> _About this task_
In the records below, find the line that contains "async fn commit_series(&self)" and the line that contains "from the downloads.", then retype exactly those two lines and every line between them.

[Saved data entries]
....

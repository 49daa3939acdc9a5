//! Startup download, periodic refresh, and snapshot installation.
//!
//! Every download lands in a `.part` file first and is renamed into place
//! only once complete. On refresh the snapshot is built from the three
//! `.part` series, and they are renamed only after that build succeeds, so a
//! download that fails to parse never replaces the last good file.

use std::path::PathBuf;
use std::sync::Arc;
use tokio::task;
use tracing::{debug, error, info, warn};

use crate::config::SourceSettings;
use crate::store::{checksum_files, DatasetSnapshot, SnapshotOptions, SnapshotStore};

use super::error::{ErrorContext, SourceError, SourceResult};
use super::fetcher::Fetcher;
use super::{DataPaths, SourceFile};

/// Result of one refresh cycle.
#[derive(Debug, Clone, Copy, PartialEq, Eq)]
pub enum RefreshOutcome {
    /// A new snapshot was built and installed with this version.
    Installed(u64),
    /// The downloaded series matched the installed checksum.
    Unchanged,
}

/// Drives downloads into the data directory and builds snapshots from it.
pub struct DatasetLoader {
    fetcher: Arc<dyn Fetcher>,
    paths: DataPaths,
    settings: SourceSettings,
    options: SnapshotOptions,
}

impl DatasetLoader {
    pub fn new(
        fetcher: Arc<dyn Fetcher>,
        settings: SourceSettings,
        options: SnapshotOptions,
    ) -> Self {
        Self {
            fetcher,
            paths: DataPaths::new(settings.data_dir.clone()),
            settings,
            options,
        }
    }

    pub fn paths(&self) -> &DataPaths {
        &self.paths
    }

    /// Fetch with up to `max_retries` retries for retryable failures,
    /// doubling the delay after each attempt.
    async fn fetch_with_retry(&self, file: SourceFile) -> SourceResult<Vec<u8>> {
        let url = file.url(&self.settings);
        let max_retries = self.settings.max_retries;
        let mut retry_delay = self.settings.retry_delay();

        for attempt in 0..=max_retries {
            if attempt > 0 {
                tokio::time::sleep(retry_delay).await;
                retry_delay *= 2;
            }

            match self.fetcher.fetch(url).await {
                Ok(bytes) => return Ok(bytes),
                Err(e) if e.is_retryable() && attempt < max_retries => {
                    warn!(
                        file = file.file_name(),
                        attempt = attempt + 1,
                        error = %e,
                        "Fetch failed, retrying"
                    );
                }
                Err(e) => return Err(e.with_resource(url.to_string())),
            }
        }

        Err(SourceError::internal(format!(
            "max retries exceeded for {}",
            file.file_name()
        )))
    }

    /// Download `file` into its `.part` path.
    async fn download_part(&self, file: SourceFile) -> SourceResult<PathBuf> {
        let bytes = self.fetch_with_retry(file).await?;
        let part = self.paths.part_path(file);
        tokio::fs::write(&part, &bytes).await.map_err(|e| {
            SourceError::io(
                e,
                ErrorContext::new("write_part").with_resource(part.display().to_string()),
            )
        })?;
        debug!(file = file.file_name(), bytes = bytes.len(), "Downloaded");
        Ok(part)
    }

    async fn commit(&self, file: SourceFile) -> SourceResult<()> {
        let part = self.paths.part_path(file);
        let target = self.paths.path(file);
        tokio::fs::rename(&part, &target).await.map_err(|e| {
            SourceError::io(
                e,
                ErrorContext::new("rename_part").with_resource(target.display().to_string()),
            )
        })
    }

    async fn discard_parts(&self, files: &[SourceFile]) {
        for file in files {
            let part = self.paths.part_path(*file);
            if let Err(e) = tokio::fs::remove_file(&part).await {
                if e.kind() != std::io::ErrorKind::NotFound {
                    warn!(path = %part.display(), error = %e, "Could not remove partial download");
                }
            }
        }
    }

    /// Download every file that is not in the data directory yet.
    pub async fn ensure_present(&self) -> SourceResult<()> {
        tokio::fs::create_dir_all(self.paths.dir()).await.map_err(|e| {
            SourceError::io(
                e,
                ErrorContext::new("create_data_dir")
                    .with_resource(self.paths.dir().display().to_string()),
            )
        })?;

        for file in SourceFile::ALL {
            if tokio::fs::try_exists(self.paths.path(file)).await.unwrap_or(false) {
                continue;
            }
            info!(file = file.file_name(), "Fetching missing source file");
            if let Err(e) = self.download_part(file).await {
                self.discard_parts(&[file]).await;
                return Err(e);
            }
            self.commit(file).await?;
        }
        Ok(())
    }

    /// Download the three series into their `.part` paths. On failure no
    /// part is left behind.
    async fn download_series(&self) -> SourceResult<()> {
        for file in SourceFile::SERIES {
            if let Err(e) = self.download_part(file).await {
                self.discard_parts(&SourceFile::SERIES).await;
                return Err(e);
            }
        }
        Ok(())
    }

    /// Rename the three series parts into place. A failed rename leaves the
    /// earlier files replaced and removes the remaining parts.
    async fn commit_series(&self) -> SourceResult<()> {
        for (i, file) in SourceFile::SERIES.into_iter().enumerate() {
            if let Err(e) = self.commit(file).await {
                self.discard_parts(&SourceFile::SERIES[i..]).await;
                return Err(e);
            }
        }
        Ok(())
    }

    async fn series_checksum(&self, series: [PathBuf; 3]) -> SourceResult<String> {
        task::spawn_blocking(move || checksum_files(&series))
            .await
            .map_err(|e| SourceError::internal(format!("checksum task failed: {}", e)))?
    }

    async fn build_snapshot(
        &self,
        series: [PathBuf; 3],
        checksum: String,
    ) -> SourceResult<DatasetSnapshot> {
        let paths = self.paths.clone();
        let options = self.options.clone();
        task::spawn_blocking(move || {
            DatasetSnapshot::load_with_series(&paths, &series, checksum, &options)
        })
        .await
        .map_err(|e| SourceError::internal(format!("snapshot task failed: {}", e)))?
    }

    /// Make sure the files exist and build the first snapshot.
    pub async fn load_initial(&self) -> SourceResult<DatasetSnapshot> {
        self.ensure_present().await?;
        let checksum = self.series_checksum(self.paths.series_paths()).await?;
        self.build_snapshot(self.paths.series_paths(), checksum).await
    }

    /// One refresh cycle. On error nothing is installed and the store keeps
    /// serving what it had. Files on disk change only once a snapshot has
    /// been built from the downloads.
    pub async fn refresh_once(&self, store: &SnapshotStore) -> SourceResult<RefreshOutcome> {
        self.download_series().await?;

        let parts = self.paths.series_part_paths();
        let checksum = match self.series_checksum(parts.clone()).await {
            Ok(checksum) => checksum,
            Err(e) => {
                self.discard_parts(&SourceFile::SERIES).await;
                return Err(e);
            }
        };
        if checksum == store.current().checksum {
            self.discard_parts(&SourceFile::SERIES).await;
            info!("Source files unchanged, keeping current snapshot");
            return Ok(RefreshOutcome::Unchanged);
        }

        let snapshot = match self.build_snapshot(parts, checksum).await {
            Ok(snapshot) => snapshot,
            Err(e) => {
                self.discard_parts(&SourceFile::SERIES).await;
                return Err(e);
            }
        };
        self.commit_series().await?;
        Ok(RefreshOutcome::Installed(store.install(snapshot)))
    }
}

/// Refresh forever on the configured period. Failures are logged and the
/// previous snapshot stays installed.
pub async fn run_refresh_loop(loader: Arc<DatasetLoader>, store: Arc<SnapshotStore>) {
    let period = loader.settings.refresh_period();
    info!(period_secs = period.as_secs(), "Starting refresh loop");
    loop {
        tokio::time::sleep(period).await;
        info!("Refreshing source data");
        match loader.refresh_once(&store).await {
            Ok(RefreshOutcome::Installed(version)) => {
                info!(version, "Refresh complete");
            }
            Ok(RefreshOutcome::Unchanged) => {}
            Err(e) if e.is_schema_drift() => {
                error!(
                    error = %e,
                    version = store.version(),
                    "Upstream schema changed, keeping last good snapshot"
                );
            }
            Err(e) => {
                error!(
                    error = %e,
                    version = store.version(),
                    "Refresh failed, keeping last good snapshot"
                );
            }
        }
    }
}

....

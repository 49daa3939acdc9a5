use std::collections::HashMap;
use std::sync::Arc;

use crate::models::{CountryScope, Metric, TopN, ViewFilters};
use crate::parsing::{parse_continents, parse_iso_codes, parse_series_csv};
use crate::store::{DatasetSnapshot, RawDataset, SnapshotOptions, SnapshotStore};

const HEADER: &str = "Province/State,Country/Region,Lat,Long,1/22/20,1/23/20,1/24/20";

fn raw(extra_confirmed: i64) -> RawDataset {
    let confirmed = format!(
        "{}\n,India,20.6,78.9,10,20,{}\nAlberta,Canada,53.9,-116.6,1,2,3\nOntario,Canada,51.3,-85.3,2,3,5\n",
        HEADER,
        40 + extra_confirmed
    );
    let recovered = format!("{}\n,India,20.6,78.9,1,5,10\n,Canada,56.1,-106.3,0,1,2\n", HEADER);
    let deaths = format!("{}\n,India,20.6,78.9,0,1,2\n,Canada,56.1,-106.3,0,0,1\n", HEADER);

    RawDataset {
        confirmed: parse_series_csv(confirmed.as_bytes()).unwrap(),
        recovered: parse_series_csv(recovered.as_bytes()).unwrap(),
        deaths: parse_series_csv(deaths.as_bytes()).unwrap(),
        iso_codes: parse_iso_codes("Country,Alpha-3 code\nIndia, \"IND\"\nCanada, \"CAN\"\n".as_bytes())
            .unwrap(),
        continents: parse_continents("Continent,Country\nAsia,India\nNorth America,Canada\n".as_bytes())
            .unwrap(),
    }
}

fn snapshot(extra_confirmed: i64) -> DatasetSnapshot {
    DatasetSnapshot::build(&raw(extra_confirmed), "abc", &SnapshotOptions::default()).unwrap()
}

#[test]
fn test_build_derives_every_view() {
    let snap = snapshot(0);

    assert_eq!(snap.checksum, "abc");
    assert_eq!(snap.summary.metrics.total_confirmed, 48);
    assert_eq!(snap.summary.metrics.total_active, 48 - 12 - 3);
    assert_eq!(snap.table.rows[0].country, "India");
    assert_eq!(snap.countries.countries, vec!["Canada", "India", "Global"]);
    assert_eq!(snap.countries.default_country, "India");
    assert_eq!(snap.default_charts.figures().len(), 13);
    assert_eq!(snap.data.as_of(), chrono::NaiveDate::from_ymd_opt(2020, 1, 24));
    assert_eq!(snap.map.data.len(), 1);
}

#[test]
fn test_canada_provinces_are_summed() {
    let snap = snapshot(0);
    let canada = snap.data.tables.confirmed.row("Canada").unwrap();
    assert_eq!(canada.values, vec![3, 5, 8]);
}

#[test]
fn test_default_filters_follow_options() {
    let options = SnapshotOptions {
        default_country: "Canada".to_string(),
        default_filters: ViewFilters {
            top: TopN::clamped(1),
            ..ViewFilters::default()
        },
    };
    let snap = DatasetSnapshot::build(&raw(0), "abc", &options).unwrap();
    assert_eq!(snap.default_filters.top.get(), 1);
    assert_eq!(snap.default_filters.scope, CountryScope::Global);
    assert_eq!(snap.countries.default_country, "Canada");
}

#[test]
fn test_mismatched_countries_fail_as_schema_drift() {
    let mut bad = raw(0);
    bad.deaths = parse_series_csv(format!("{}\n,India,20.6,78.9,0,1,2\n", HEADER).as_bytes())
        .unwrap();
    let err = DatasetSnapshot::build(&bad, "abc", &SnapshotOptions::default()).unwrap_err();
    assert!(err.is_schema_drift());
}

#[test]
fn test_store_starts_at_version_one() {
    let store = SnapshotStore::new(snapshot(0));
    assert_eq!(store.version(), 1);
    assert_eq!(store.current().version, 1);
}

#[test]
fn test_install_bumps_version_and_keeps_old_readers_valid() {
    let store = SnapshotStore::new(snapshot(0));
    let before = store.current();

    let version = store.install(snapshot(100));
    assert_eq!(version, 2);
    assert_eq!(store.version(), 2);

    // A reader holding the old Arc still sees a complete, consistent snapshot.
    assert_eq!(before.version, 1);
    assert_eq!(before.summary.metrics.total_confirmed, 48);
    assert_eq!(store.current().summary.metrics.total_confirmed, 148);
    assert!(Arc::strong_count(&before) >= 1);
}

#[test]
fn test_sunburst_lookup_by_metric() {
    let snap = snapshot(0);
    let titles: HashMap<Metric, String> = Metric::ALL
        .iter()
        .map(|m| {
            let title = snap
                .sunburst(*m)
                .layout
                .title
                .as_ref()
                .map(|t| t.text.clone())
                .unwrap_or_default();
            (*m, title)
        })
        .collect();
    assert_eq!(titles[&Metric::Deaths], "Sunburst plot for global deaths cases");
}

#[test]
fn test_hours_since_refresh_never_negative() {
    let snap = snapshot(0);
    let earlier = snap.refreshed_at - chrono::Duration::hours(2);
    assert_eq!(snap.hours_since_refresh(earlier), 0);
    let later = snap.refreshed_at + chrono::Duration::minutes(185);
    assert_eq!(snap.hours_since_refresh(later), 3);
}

....

> _Answer for the task_
    async fn commit_series(&self) -> SourceResult<()> {
        for (i, file) in SourceFile::SERIES.into_iter().enumerate() {
            if let Err(e) = self.commit(file).await {
                self.discard_parts(&SourceFile::SERIES[i..]).await;
                return Err(e);
            }
        }
        Ok(())
    }

    async fn series_checksum(&self, series: [PathBuf; 3]) -> SourceResult<String> {
        task::spawn_blocking(move || checksum_files(&series))
            .await
            .map_err(|e| SourceError::internal(format!("checksum task failed: {}", e)))?
    }

    async fn build_snapshot(
        &self,
        series: [PathBuf; 3],
        checksum: String,
    ) -> SourceResult<DatasetSnapshot> {
        let paths = self.paths.clone();
        let options = self.options.clone();
        task::spawn_blocking(move || {
            DatasetSnapshot::load_with_series(&paths, &series, checksum, &options)
        })
        .await
        .map_err(|e| SourceError::internal(format!("snapshot task failed: {}", e)))?
    }

    /// Make sure the files exist and build the first snapshot.
    pub async fn load_initial(&self) -> SourceResult<DatasetSnapshot> {
        self.ensure_present().await?;
        let checksum = self.series_checksum(self.paths.series_paths()).await?;
        self.build_snapshot(self.paths.series_paths(), checksum).await
    }

    /// One refresh cycle. On error nothing is installed and the store keeps
    /// serving what it had. Files on disk change only once a snapshot has
    /// been built from the downloads.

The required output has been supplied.